Ces décès sont-ils toujours liés à des valeurs trop élevées d'INR ? Même avec un INR normal, des problèmes de ce type peuvent survenir, comme chez un patient hypertendu qui peut saigner à l'occasion d'une poussée hypertensive. Mais un excès de mortalité est observé lorsque l'INR est élevé ou même déjà dans la limite haute de la fourchette, par exemple à 3 chez un patient âgé. L'âge est un facteur de risque de complications hémorragiques majeures.

Y a-t-il souvent un défaut de suivi de l'INR ? Le suivi des patients sous AVK pourrait certainement être amélioré. Les problèmes se rencontrent souvent dans les premiers mois qui suivent l'instauration du traitement : contrôles de l'INR insuffisants, traitements intercurrents (antibiotiques) qui perturbent l'INR, patients insuffisamment informés, patients non compliants, patients qui changent de structure d'accueil (en ville, à l'hôpital...). Mais le risque augmente aussi chez les patients qui sont depuis longtemps sous AVK et pour lesquels la surveillance se relâche.
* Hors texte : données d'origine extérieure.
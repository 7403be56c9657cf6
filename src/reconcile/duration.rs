//! Ride duration calculation.

use chrono::{NaiveDateTime, TimeZone};
use chrono_tz::Europe::London;
use chrono_tz::Tz;

/// Minute-precision local wall-clock format used by the results exports.
const TIME_FORMAT: &str = "%Y-%m-%dT%H:%M";

/// Calculate whole hours and remainder minutes between two timestamps.
///
/// Both timestamps are wall-clock times in the Europe/London zone. If
/// either fails to parse (or names a nonexistent local time), the result
/// is (0, 0) rather than an error. Hours are truncated toward zero;
/// negative durations propagate as given.
pub fn ride_length(start_time: &str, finish_time: &str) -> (i64, i64) {
    let st = match local_time(start_time) {
        Some(t) => t,
        None => return (0, 0),
    };
    let ft = match local_time(finish_time) {
        Some(t) => t,
        None => return (0, 0),
    };

    let elapsed = ft.signed_duration_since(st);
    let hours = elapsed.num_hours();
    let mins = elapsed.num_minutes() - hours * 60;

    (hours, mins)
}

fn local_time(value: &str) -> Option<chrono::DateTime<Tz>> {
    let naive = match NaiveDateTime::parse_from_str(value, TIME_FORMAT) {
        Ok(t) => t,
        Err(_) => return None,
    };

    // An ambiguous wall-clock time (autumn DST overlap) resolves to its
    // earlier occurrence; a nonexistent one (spring gap) is a parse failure.
    London.from_local_datetime(&naive).earliest()
}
Est-il raisonnable de prescrire un AVK chez un sujet âgé ? La prescription d'un AVK répond à des indications précises, qui augmentent avec l'âge, mais elle nécessite toujours chez le sujet âgé une analyse du rapport bénéfice/risque en raison des comorbidités du patient, en particulier en cas d'altérations cognitives ou de risque de chute... Parfois, le prescripteur choisira un antiagrégant plaquettaire pour limiter le risque hémorragique.

Infos clés

• L'INR est l'outil de surveillance des traitements anticoagulants oraux.

• Il doit être réalisé au minimum une fois par mois chez tous les patients.

• L'INR doit être contrôlé immédiatement au moindre doute (comme les signes d'hémorragie, même discrets). Le résultat est obtenu dans la journée.